Winters pressed a button on his phone and connected to Jared. After he recapped everything to boss man, he nodded and hung up. “The other team must have learned the location after reading your notes.”
“They have my client notes?” Mia grasped his forearm. Emotion ran visible across her cheeks. He couldn’t tell if it was anger or embarrassment. She needed him to say something, anything. He had no idea what though.
Fuck it. He wrapped his arm around her shoulder, hugging her. It was some form of comfort. One he hadn’t much practice at, but she needed at least that much and, though he had no idea how to ease pain, her sigh seemed to say he made an okay first attempt. Well, second if he counted the last motel room.
“Kensington,” she whispered.
“What’s that?” He held her, punctuating the question with a slight squeeze.

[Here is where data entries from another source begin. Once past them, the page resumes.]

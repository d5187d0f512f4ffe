//! Hand-built programs exercised by the `alc` demo binary. Each mirrors
//! one of the worked scenarios a host embedding this crate would run --
//! there is no surface parser in this crate, so programs are built
//! directly as [`ast::Program`] values.

use crate::ast::{Expr, Literal, Program, Stmt};

fn assign(name: &str, value: Expr, line: u32) -> Stmt {
    Stmt::Assign { name: name.to_string(), constraint: None, value, line }
}

fn assign_union(name: &str, constraint: &[&str], value: Expr, line: u32) -> Stmt {
    Stmt::Assign {
        name: name.to_string(),
        constraint: Some(constraint.iter().map(|s| s.to_string()).collect()),
        value,
        line,
    }
}

/// A union-typed slot reassigned across two of its member types, then
/// read back and printed.
pub fn union_slot_demo() -> Program {
    Program {
        stmts: vec![Stmt::Alloc {
            size: Expr::Literal(Literal::Int(32)),
            body: vec![
                assign_union("x", &["int", "bool"], Expr::Literal(Literal::Int(7)), 1),
                Stmt::Call { name: "print".to_string(), args: vec![Expr::Ident("x".to_string())], line: 2 },
                assign_union("x", &["int", "bool"], Expr::Literal(Literal::Bool(true)), 3),
                Stmt::Call { name: "print".to_string(), args: vec![Expr::Ident("x".to_string())], line: 4 },
                Stmt::Free { name: "x".to_string(), line: 5 },
            ],
            line: 1,
        }],
    }
}

/// A struct declared, populated field by field, and read back.
pub fn struct_demo() -> Program {
    Program {
        stmts: vec![
            Stmt::StructDecl {
                name: "vec2".to_string(),
                fields: vec![("x".to_string(), "int".to_string()), ("y".to_string(), "int".to_string())],
                line: 1,
            },
            Stmt::Alloc {
                size: Expr::Literal(Literal::Int(64)),
                body: vec![
                    assign(
                        "v",
                        Expr::StructLiteral {
                            name: "vec2".to_string(),
                            fields: vec![
                                ("x".to_string(), Expr::Literal(Literal::Int(3))),
                                ("y".to_string(), Expr::Literal(Literal::Int(7))),
                            ],
                        },
                        2,
                    ),
                    Stmt::Call {
                        name: "print".to_string(),
                        args: vec![Expr::Attribute(Box::new(Expr::Ident("v".to_string())), "x".to_string())],
                        line: 3,
                    },
                    Stmt::FieldAssign {
                        target: "v".to_string(),
                        field: "y".to_string(),
                        value: Expr::Literal(Literal::Int(9)),
                        line: 4,
                    },
                    Stmt::Call {
                        name: "print".to_string(),
                        args: vec![Expr::Attribute(Box::new(Expr::Ident("v".to_string())), "y".to_string())],
                        line: 5,
                    },
                ],
                line: 2,
            },
        ],
    }
}

/// An anonymous tuple literal.
pub fn tuple_demo() -> Program {
    Program {
        stmts: vec![Stmt::Alloc {
            size: Expr::Literal(Literal::Int(32)),
            body: vec![
                assign(
                    "pair",
                    Expr::TupleLiteral(vec![
                        Expr::Literal(Literal::Int(10)),
                        Expr::Literal(Literal::Bool(false)),
                    ]),
                    1,
                ),
                Stmt::Call {
                    name: "print".to_string(),
                    args: vec![Expr::Attribute(Box::new(Expr::Ident("pair".to_string())), "0".to_string())],
                    line: 2,
                },
            ],
        }],
    }
}

/// A pointer alias referencing a caller-chosen offset directly, with no
/// allocator ownership.
pub fn pointer_alias_demo() -> Program {
    Program {
        stmts: vec![Stmt::Alloc {
            size: Expr::Literal(Literal::Int(16)),
            body: vec![
                assign("base", Expr::Literal(Literal::Int(99)), 1),
                Stmt::Assign {
                    name: "p".to_string(),
                    constraint: None,
                    value: Expr::PointerDeref {
                        type_name: "int".to_string(),
                        offset: Box::new(Expr::Literal(Literal::Int(0))),
                    },
                    line: 2,
                },
                Stmt::Call { name: "print".to_string(), args: vec![Expr::Ident("p".to_string())], line: 3 },
            ],
        }],
    }
}

/// An allocation request that does not fit the declared arena, to
/// exercise the out-of-memory diagnostic.
pub fn out_of_memory_demo() -> Program {
    Program {
        stmts: vec![Stmt::Alloc {
            size: Expr::Literal(Literal::Int(4)),
            body: vec![assign("x", Expr::Literal(Literal::Long(1)), 1)],
            line: 1,
        }],
    }
}

pub fn all() -> Vec<(&'static str, Program)> {
    vec![
        ("union-slot", union_slot_demo()),
        ("struct", struct_demo()),
        ("tuple", tuple_demo()),
        ("pointer-alias", pointer_alias_demo()),
        ("out-of-memory", out_of_memory_demo()),
    ]
}
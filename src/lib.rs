//! GPU memory sizing for LLM inference
//!
//! Back-of-envelope estimate of the GPU memory needed to serve a large
//! language model from its parameter count, precision, context length,
//! hidden size, batch size and layer count.
//!
//! ## Main Components
//!
//! - `estimator`: Core estimate and per-term breakdown
//! - `config`: Saved estimate configs and model presets
//! - `hardware`: GPU memory catalog and fit checks
//! - `utils`: Parameter-count parsing and formatting

pub mod config;
pub mod estimator;
pub mod hardware;
pub mod utils;

pub use config::EstimateConfig;
pub use estimator::{
    estimate_gpu_memory, estimate_gpu_memory_default, EstimateError, EstimateInput,
    MemoryEstimate, DEFAULT_OVERHEAD_FACTOR,
};

/// Library errors
pub use anyhow::{Error, Result};
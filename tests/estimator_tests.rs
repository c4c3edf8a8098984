use approx::assert_relative_eq;
use gpu_sizer_rs::estimator::{
    estimate_gpu_memory, estimate_gpu_memory_default, EstimateInput, DEFAULT_OVERHEAD_FACTOR,
};
use proptest::prelude::*;

#[test]
fn test_llama_7b_fp16_scenario() {
    let mem = estimate_gpu_memory_default(7e9, 16.0, 2048.0, 4096.0, 1.0, 32.0);
    assert_relative_eq!(mem, 17.4442450944, max_relative = 1e-12);
}

#[test]
fn test_zero_context_terms_leave_model_only() {
    // L, H, N, B all zero: only the weights remain
    let mem = estimate_gpu_memory(7e9, 16.0, 0.0, 0.0, 0.0, 0.0, 1.0);
    let model_gb = 7e9 * (16.0 / 8.0) / 1e9;
    assert_eq!(mem, model_gb * 1.0);
}

#[test]
fn test_zero_params_leaves_batch_only() {
    let overhead = 1.3;
    let mem = estimate_gpu_memory(0.0, 16.0, 2048.0, 4096.0, 4.0, 32.0, overhead);
    let batch_gb = 2048.0 * 4096.0 * (16.0 / 8.0) * 32.0 * 4.0 / 1e9;
    assert_eq!(mem, batch_gb * overhead);
}

#[test]
fn test_quantization_halves_memory() {
    let fp16 = estimate_gpu_memory_default(70e9, 16.0, 4096.0, 8192.0, 1.0, 80.0);
    let int8 = estimate_gpu_memory_default(70e9, 8.0, 4096.0, 8192.0, 1.0, 80.0);
    let int4 = estimate_gpu_memory_default(70e9, 4.0, 4096.0, 8192.0, 1.0, 80.0);
    assert_relative_eq!(fp16, int8 * 2.0, max_relative = 1e-12);
    assert_relative_eq!(int8, int4 * 2.0, max_relative = 1e-12);
}

#[test]
fn test_zero_precision_is_zero() {
    assert_eq!(
        estimate_gpu_memory_default(7e9, 0.0, 2048.0, 4096.0, 1.0, 32.0),
        0.0
    );
}

#[test]
fn test_input_matches_free_function() {
    let input = EstimateInput {
        params: 13e9,
        precision_bits: 8.0,
        context_length: 4096.0,
        hidden_size: 5120.0,
        batch_size: 3.0,
        num_layers: 40.0,
        overhead_factor: DEFAULT_OVERHEAD_FACTOR,
    };
    let free = estimate_gpu_memory(13e9, 8.0, 4096.0, 5120.0, 3.0, 40.0, 1.2);
    assert_eq!(input.estimate(), free);
    assert_eq!(input.checked_estimate().unwrap().total_gb, free);
}

fn inputs() -> impl Strategy<Value = (f64, f64, f64, f64, f64, f64)> {
    (
        0.0f64..1e12,
        prop::sample::select(vec![4.0, 8.0, 16.0, 32.0]),
        0.0f64..131072.0,
        0.0f64..16384.0,
        0.0f64..256.0,
        0.0f64..128.0,
    )
}

proptest! {
    #[test]
    fn prop_non_negative_and_finite(
        (p, q, l, h, b, n) in inputs(),
        overhead in 0.0f64..4.0
    ) {
        let mem = estimate_gpu_memory(p, q, l, h, b, n, overhead);
        prop_assert!(mem.is_finite());
        prop_assert!(mem >= 0.0);
    }

    #[test]
    fn prop_monotonic_in_each_input(
        (p, q, l, h, b, n) in inputs(),
        delta in 0.0f64..1000.0
    ) {
        let base = estimate_gpu_memory_default(p, q, l, h, b, n);
        prop_assert!(estimate_gpu_memory_default(p + delta, q, l, h, b, n) >= base);
        prop_assert!(estimate_gpu_memory_default(p, q + delta, l, h, b, n) >= base);
        prop_assert!(estimate_gpu_memory_default(p, q, l + delta, h, b, n) >= base);
        prop_assert!(estimate_gpu_memory_default(p, q, l, h + delta, b, n) >= base);
        prop_assert!(estimate_gpu_memory_default(p, q, l, h, b + delta, n) >= base);
        prop_assert!(estimate_gpu_memory_default(p, q, l, h, b, n + delta) >= base);
    }

    #[test]
    fn prop_overhead_scales_linearly(
        (p, q, l, h, b, n) in inputs(),
        k in 0.1f64..10.0
    ) {
        let base = estimate_gpu_memory(p, q, l, h, b, n, 1.2);
        let scaled = estimate_gpu_memory(p, q, l, h, b, n, 1.2 * k);
        prop_assert!((scaled - base * k).abs() <= 1e-12 * scaled.abs().max(1.0));
    }

    #[test]
    fn prop_idempotent((p, q, l, h, b, n) in inputs()) {
        let first = estimate_gpu_memory_default(p, q, l, h, b, n);
        let second = estimate_gpu_memory_default(p, q, l, h, b, n);
        prop_assert_eq!(first.to_bits(), second.to_bits());
    }
}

“My last name. Mia Kensington.”
He smiled at her. It was a genuine smile—not used to illicit information or coerce a mark. Not all that uncomfortable but alien to him. He could get used to though. “Pleasure to meet you, Mia Kensington.”
“How’d your guys find out about my notes if you didn’t know my last name?”
“That’s how an ops team works. My job was to get that package. But I picked you up along the way. The team at home watches my back, feeds me intel, et cetera. So they probably picked your headshot up from the security surveillance at the airport and compared it against a few databases. Since you work on a base, I’m sure your picture hit as a match with one quick search. From your civilian employee badge.”
“Oh.”
She smelled like vanilla and sugar, even after the hell she’d been through that day. Her soft hair brushed up against his bare bicep. Unsettled need prickled down his neck. His throat tightened, and fire ran to his groin.
“Mia…” Distraction and anticipation stole words from his lips.
His heart pounded loud in his chest, fighting for his attention. With each flutter of her eyelashes and innocent movement against his skin, his tension spiked. It was shocking. He was on the job. There was no time for distraction. Losing control was unheard of. Unacceptable.